[Stored data]
○ ○ ○ ○ ○
//! Boots one data folder.

use std::collections::BTreeMap;
use std::path::PathBuf;
use std::sync::Arc;
use std::time::Instant;

use tracing::{debug, info};

use crate::bridge::CapabilityBridge;
use crate::engine::{BootSpec, WikiEngine};
use crate::error::LoadError;
use crate::events::FolderEvents;
use crate::folder::ReadyHandler;
use crate::manifest::WikiInfo;

/// Inputs of one load, captured when the folder was triggered.
pub(crate) struct LoadJob {
    pub mount: String,
    pub folder: PathBuf,
    pub target: String,
    pub variables: BTreeMap<String, String>,
    pub events: Arc<FolderEvents>,
}

/// Read the manifest, boot the engine, and wire the bridge into the server.
pub(crate) async fn load(
    engine: Arc<dyn WikiEngine>,
    job: LoadJob,
) -> Result<Arc<ReadyHandler>, LoadError> {
    let started = Instant::now();

    let manifest = WikiInfo::read(&job.folder).await?;
    manifest.require_wiki()?;
    debug!(mount = %job.mount, folder = %job.folder.display(), "manifest read, booting");

    let spec = BootSpec::new(
        &job.mount,
        job.folder.clone(),
        &job.target,
        manifest,
        &job.variables,
    );
    let server = engine.boot(spec).await?;
    info!(
        mount = %job.mount,
        folder = %job.folder.display(),
        elapsed_ms = started.elapsed().as_millis() as u64,
        "data folder booted"
    );

    let bridge = Arc::new(CapabilityBridge::new());
    server.add_authenticator(Arc::new(bridge.authenticator()));
    server.attach_events(job.events);

    Ok(Arc::new(ReadyHandler::new(&job.mount, server, bridge)))
}
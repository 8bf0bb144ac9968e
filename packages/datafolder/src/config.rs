//! Service configuration.
//!
//! Configuration is a JSON object; every field is optional:
//! ```json
//! {
//!   "noTrailingSlash": false,
//!   "target": "/opt/tiddlywiki",
//!   "variables": {"gzip": "no"},
//!   "reloadParam": "reload"
//! }
//! ```

use std::collections::BTreeMap;
use std::path::Path;

use serde::Deserialize;
use wikimount_path::PathOptions;

use crate::error::ConfigError;

/// Configuration shared by every data folder the service mounts.
#[derive(Debug, Clone, PartialEq, Eq, Deserialize)]
#[serde(rename_all = "camelCase", default)]
pub struct ServiceConfig {
    /// Serve mount roots without a trailing slash unless a tree node says otherwise.
    pub no_trailing_slash: bool,

    /// Engine target handed to every boot (for example an install directory).
    pub target: String,

    /// Extra server variables, applied over the built-in defaults.
    pub variables: BTreeMap<String, String>,

    /// Query parameter that forces a reload.
    pub reload_param: String,
}

impl Default for ServiceConfig {
    fn default() -> Self {
        Self {
            no_trailing_slash: false,
            target: "tiddlywiki".to_string(),
            variables: BTreeMap::new(),
            reload_param: "reload".to_string(),
        }
    }
}

impl ServiceConfig {
    pub fn from_json_str(json: &str) -> Result<Self, ConfigError> {
        Ok(serde_json::from_str(json)?)
    }

    pub fn from_json_file(path: impl AsRef<Path>) -> Result<Self, ConfigError> {
        let path = path.as_ref();
        let json = std::fs::read_to_string(path).map_err(|source| ConfigError::Io {
            path: path.to_path_buf(),
            source,
        })?;
        Self::from_json_str(&json)
    }

    /// Tree-node options win over the service-wide preference.
    pub fn path_options(&self, node: Option<PathOptions>) -> PathOptions {
        node.unwrap_or(PathOptions {
            no_trailing_slash: self.no_trailing_slash,
        })
    }
}
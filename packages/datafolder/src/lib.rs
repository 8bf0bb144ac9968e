//! Lazily booted wiki data folders.
//!
//! A data folder is a directory holding a `tiddlywiki.info` manifest. It is
//! served under a URL mount and booted the first time anything asks for it:
//! - `DataFolderService`: mount registry, request buffering, reload
//! - `CapabilityBridge`: lets the engine authenticate a request through the
//!   outer server's identity without ever holding the outer request
//! - `socket`: WebSocket routing, either to a booted folder or to a plain
//!   broadcast relay
//!
//! # Example
//!
//! ```rust,no_run
//! use std::sync::Arc;
//!
//! use wikimount_datafolder::{
//!     DataFolderService, InboundRequest, RequestContext, ResponseSink, ServiceConfig, TreeTarget,
//!     WikiEngine,
//! };
//! use wikimount_path::{ItemType, ResolvedPath, StatPath};
//!
//! async fn serve(engine: Arc<dyn WikiEngine>) {
//!     let service = DataFolderService::new(ServiceConfig::default(), engine);
//!     let target = TreeTarget::new(
//!         ResolvedPath::new(["wiki"], ["foo"]),
//!         StatPath::new("/srv/wikis/foo", 1, ItemType::Datafolder),
//!     );
//!
//!     let (sink, response) = ResponseSink::channel();
//!     let request = InboundRequest::get("/wiki/foo/").unwrap();
//!     service.handle_request(&target, RequestContext::new(request, sink));
//!     let _ = response.await;
//! }
//! ```

use std::sync::{Mutex, MutexGuard, PoisonError};

mod bridge;
mod config;
mod context;
mod engine;
mod error;
mod events;
mod folder;
mod loader;
mod manifest;
mod request;
mod service;
pub mod socket;

pub use bridge::{BridgeAuthenticator, CapabilityBridge, CapabilityToken, DelegatedRequest};
pub use config::ServiceConfig;
pub use context::{
    Credentials, HttpResponse, InboundRequest, Permissions, RequestContext, ResponseSink,
};
pub use engine::{
    AuthState, Authenticator, BootSpec, WikiEngine, WikiServer, HOST_TIDDLER_TITLE,
};
pub use error::{BootError, ConfigError, LoadError, SocketError};
pub use events::{ClientConnect, FolderEvents};
pub use folder::{failure_message, FolderState};
pub use manifest::{WikiInfo, MANIFEST_FILE, WIKI_TYPE};
pub use request::{FolderRequest, TreeTarget};
pub use service::DataFolderService;

/// Lock `mutex`, carrying on with the data if a holder panicked.
pub(crate) fn lock<T>(mutex: &Mutex<T>) -> MutexGuard<'_, T> {
    mutex.lock().unwrap_or_else(PoisonError::into_inner)
}
//! Per-request context held by the service.
//!
//! `RequestContext` is the authoritative view of an inbound request: the
//! request itself, who sent it, what they may do, and where the answer goes.
//! Engines never see it directly; see `bridge` for what they get instead.

use std::sync::{Arc, Mutex};

use bytes::Bytes;
use http::header::{CONTENT_TYPE, LOCATION};
use http::{HeaderMap, HeaderValue, Method, StatusCode, Uri};
use serde::Deserialize;
use tokio::sync::oneshot;
use tracing::debug;

use crate::lock;

/// Response type produced for every request.
pub type HttpResponse = http::Response<Bytes>;

/// An inbound HTTP (or WebSocket upgrade) request.
#[derive(Debug, Clone)]
pub struct InboundRequest {
    pub method: Method,
    pub uri: Uri,
    pub headers: HeaderMap,
    pub body: Bytes,
}

impl InboundRequest {
    pub fn new(method: Method, uri: Uri) -> Self {
        Self {
            method,
            uri,
            headers: HeaderMap::new(),
            body: Bytes::new(),
        }
    }

    pub fn get(uri: &str) -> Result<Self, http::uri::InvalidUri> {
        Ok(Self::new(Method::GET, uri.parse()?))
    }

    pub fn path(&self) -> &str {
        self.uri.path()
    }

    pub fn query(&self) -> Option<&str> {
        self.uri.query()
    }
}

/// Identity established by the outer server's own authentication.
#[derive(Debug, Clone, PartialEq, Eq)]
pub struct Credentials {
    pub account_key: String,
    pub username: String,
}

/// Capabilities granted to the request by the outer server.
#[derive(Debug, Clone, Copy, Default, PartialEq, Eq, Deserialize)]
#[serde(default)]
pub struct Permissions {
    /// May open data folder scoped sockets.
    pub datafolder: bool,
}

/// Where the answer to a request goes.
///
/// Clones share one underlying channel; the first response sent wins and
/// later sends are ignored.
#[derive(Debug, Clone)]
pub struct ResponseSink {
    slot: Arc<Mutex<Option<oneshot::Sender<HttpResponse>>>>,
}

impl ResponseSink {
    pub fn channel() -> (Self, oneshot::Receiver<HttpResponse>) {
        let (tx, rx) = oneshot::channel();
        (
            Self {
                slot: Arc::new(Mutex::new(Some(tx))),
            },
            rx,
        )
    }

    /// Send `response`. Returns false if the request was already answered.
    pub fn send(&self, response: HttpResponse) -> bool {
        match lock(&self.slot).take() {
            Some(tx) => tx.send(response).is_ok(),
            None => false,
        }
    }

    pub fn is_answered(&self) -> bool {
        lock(&self.slot).is_none()
    }

    /// Send a plain-text response.
    pub fn respond(&self, status: StatusCode, body: impl Into<Bytes>) -> bool {
        let mut response = HttpResponse::new(body.into());
        *response.status_mut() = status;
        response.headers_mut().insert(
            CONTENT_TYPE,
            HeaderValue::from_static("text/plain; charset=utf-8"),
        );
        self.send(response)
    }

    /// Send a `302 Found` to `location`.
    pub fn redirect(&self, location: &str) -> bool {
        let Ok(value) = HeaderValue::from_str(location) else {
            return self.respond(StatusCode::BAD_REQUEST, "invalid redirect location");
        };
        let mut response = HttpResponse::new(Bytes::new());
        *response.status_mut() = StatusCode::FOUND;
        response.headers_mut().insert(LOCATION, value);
        self.send(response)
    }
}

/// Full context of one inbound request.
#[derive(Debug)]
pub struct RequestContext {
    pub request: InboundRequest,
    pub credentials: Option<Credentials>,
    pub allow: Permissions,
    response: ResponseSink,
}

impl RequestContext {
    pub fn new(request: InboundRequest, response: ResponseSink) -> Self {
        Self {
            request,
            credentials: None,
            allow: Permissions::default(),
            response,
        }
    }

    pub fn with_credentials(mut self, credentials: Credentials) -> Self {
        self.credentials = Some(credentials);
        self
    }

    pub fn with_permissions(mut self, allow: Permissions) -> Self {
        self.allow = allow;
        self
    }

    pub fn response(&self) -> &ResponseSink {
        &self.response
    }

    pub fn respond(&self, status: StatusCode, body: impl Into<Bytes>) -> bool {
        self.response.respond(status, body)
    }

    pub fn redirect(&self, location: &str) -> bool {
        debug!(path = self.request.path(), location, "redirecting");
        self.response.redirect(location)
    }

    /// Reject the request with `status`, using `reason` as the body.
    pub fn throw_reason(&self, status: StatusCode, reason: &str) -> bool {
        debug!(path = self.request.path(), %status, reason, "request rejected");
        self.response.respond(status, reason.to_string())
    }
}
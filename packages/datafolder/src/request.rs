//! A request resolved to a data folder.

use wikimount_path::{MountError, MountPoint, PathOptions, ResolvedPath, StatPath};

/// Resolver output for one inbound request.
#[derive(Debug, Clone)]
pub struct TreeTarget {
    pub resolved: ResolvedPath,
    pub stat: StatPath,

    /// Options of the tree node the request matched, if it sets any.
    pub options: Option<PathOptions>,
}

impl TreeTarget {
    pub fn new(resolved: ResolvedPath, stat: StatPath) -> Self {
        Self {
            resolved,
            stat,
            options: None,
        }
    }

    pub fn with_options(mut self, options: PathOptions) -> Self {
        self.options = Some(options);
        self
    }
}

/// A request whose target is a data folder, with its mount computed.
#[derive(Debug, Clone, PartialEq, Eq)]
pub struct FolderRequest {
    pub point: MountPoint,

    /// Raw URL path of the request.
    pub pathname: String,
}

impl FolderRequest {
    pub fn new(target: &TreeTarget, pathname: &str) -> Result<Self, MountError> {
        Ok(Self {
            point: MountPoint::compute(&target.resolved, &target.stat, pathname)?,
            pathname: pathname.to_string(),
        })
    }

    pub fn mount(&self) -> &str {
        &self.point.mount
    }

    pub fn subpath(&self) -> &str {
        self.point.subpath(&self.pathname)
    }
}
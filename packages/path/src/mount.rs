//! Mount and subpath math.

use std::path::PathBuf;

use crate::error::{MountError, Result};
use crate::resolve::{ResolvedPath, StatPath};

/// A data folder's URL prefix and its backing directory.
#[derive(Debug, Clone, PartialEq, Eq, Hash)]
pub struct MountPoint {
    /// URL prefix taken verbatim from the inbound request path.
    pub mount: String,

    /// Directory backing the mount, as reported by the resolver.
    pub folder: PathBuf,
}

impl MountPoint {
    /// Derive the mount for a request whose resolver output matched a data folder.
    ///
    /// The segment count comes from the tree path plus the file path up to
    /// the matched boundary. The mount itself is the raw `pathname` cut to that
    /// many segments, so the casing and percent-encoding of the URL survive.
    pub fn compute(resolved: &ResolvedPath, stat: &StatPath, pathname: &str) -> Result<Self> {
        if pathname.is_empty() {
            return Err(MountError::MissingPath);
        }

        let len = resolved.filepath_portion.len();
        if stat.index > len {
            return Err(MountError::BoundaryOutOfRange {
                index: stat.index,
                len,
            });
        }

        let mut prefix = vec![String::new(), resolved.treepath_portion.join("/")];
        if stat.index > 0 {
            prefix.push(resolved.filepath_portion[..stat.index].join("/"));
        }
        let depth = prefix.join("/").split('/').count();

        let mount = pathname.split('/').take(depth).collect::<Vec<_>>().join("/");

        Ok(Self {
            mount,
            folder: stat.path().to_path_buf(),
        })
    }

    /// The part of `pathname` after the mount.
    pub fn subpath<'a>(&self, pathname: &'a str) -> &'a str {
        pathname
            .strip_prefix(self.mount.as_str())
            .unwrap_or_default()
    }

    /// The mount with the trailing slash set according to preference.
    pub fn canonical(&self, no_trailing_slash: bool) -> String {
        if no_trailing_slash || self.mount.ends_with('/') {
            self.mount.clone()
        } else {
            format!("{}/", self.mount)
        }
    }

    /// True when `pathname` names the mount root itself, slash or not.
    pub fn is_root_path(&self, pathname: &str) -> bool {
        matches!(self.subpath(pathname), "" | "/")
    }
}
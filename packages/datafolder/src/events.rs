//! Event emitter scoped to one data folder record.
//!
//! Three signals:
//! - client-connect: a data folder socket is handed to whoever listens
//! - preload-flush: fired once, when the folder's load finished either way
//! - reload: fired on the outgoing record right before a reload replaces it
//!
//! Listeners run outside the emitter's lock, so they may register further
//! listeners or emit again.

use std::sync::{Arc, Mutex};

use tokio::sync::mpsc;

use crate::lock;
use crate::request::FolderRequest;
use crate::socket::{SocketEvent, SocketHandle};

/// A data folder socket being handed to its engine.
#[derive(Debug)]
pub struct ClientConnect {
    pub socket: SocketHandle,
    pub request: FolderRequest,

    /// Path after the mount, e.g. `/` or `/ws`.
    pub subpath: String,

    incoming: Mutex<Option<mpsc::UnboundedReceiver<SocketEvent>>>,
}

impl ClientConnect {
    /// Build the event, returning the sender the transport pushes traffic into.
    pub fn new(
        socket: SocketHandle,
        request: FolderRequest,
    ) -> (Self, mpsc::UnboundedSender<SocketEvent>) {
        let (tx, rx) = mpsc::unbounded_channel();
        let subpath = request.subpath().to_string();
        (
            Self {
                socket,
                request,
                subpath,
                incoming: Mutex::new(Some(rx)),
            },
            tx,
        )
    }

    /// Take the stream of inbound traffic. Only the first caller gets it.
    pub fn take_incoming(&self) -> Option<mpsc::UnboundedReceiver<SocketEvent>> {
        lock(&self.incoming).take()
    }
}

type ConnectListener = Arc<dyn Fn(&ClientConnect) + Send + Sync>;
type ReloadListener = Arc<dyn Fn() + Send + Sync>;
type PreloadListener = Box<dyn FnOnce() + Send>;

#[derive(Default)]
struct Listeners {
    connect: Vec<ConnectListener>,
    preload: Vec<PreloadListener>,
    reload: Vec<ReloadListener>,
}

#[derive(Default)]
pub struct FolderEvents {
    listeners: Mutex<Listeners>,
}

impl FolderEvents {
    pub fn new() -> Self {
        Self::default()
    }

    pub fn on_client_connect(&self, listener: impl Fn(&ClientConnect) + Send + Sync + 'static) {
        lock(&self.listeners).connect.push(Arc::new(listener));
    }

    pub fn once_preload(&self, listener: impl FnOnce() + Send + 'static) {
        lock(&self.listeners).preload.push(Box::new(listener));
    }

    pub fn on_reload(&self, listener: impl Fn() + Send + Sync + 'static) {
        lock(&self.listeners).reload.push(Arc::new(listener));
    }

    /// Returns the number of listeners that saw the event.
    pub fn emit_client_connect(&self, event: &ClientConnect) -> usize {
        let listeners = lock(&self.listeners).connect.clone();
        for listener in &listeners {
            listener(event);
        }
        listeners.len()
    }

    /// Run and drop every preload listener.
    pub(crate) fn emit_preload(&self) {
        let listeners = std::mem::take(&mut lock(&self.listeners).preload);
        for listener in listeners {
            listener();
        }
    }

    /// Run the reload listeners, then detach everything from this emitter.
    pub(crate) fn emit_reload(&self) {
        let listeners = std::mem::take(&mut *lock(&self.listeners));
        for listener in &listeners.reload {
            listener();
        }
    }

    pub fn listener_count(&self) -> usize {
        let listeners = lock(&self.listeners);
        listeners.connect.len() + listeners.preload.len() + listeners.reload.len()
    }
}

impl std::fmt::Debug for FolderEvents {
    fn fmt(&self, f: &mut std::fmt::Formatter<'_>) -> std::fmt::Result {
        let listeners = lock(&self.listeners);
        f.debug_struct("FolderEvents")
            .field("connect", &listeners.connect.len())
            .field("preload", &listeners.preload.len())
            .field("reload", &listeners.reload.len())
            .finish()
    }
}
//! WikiMount: serve wiki data folders under URL mounts.
//!
//! Re-exports the two layers:
//! - `path`: mount computation and path canonicalization
//! - `datafolder`: the service that boots folders and routes requests and
//!   sockets to them

pub use wikimount_datafolder as datafolder;
pub use wikimount_path as path;

pub use wikimount_datafolder::{
    socket, DataFolderService, FolderState, InboundRequest, LoadError, RequestContext,
    ResponseSink, ServiceConfig, TreeTarget, WikiEngine, WikiServer,
};
pub use wikimount_path::{ItemType, MountPoint, PathOptions, ResolvedPath, StatPath};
○ ○ ○ ○ ○
§ **AIM OF THE TASK**
From the entries above, write out only the lines starting at the line that holds "pub fn subpath<'a>(&self, pathname: &'a" and ending at the line that holds "according to preference.", keeping both and matching them exactly.

§ **SOLUTION TO THIS PROBLEM**
    pub fn subpath<'a>(&self, pathname: &'a str) -> &'a str {
        pathname
            .strip_prefix(self.mount.as_str())
            .unwrap_or_default()
    }

    /// The mount with the trailing slash set according to preference.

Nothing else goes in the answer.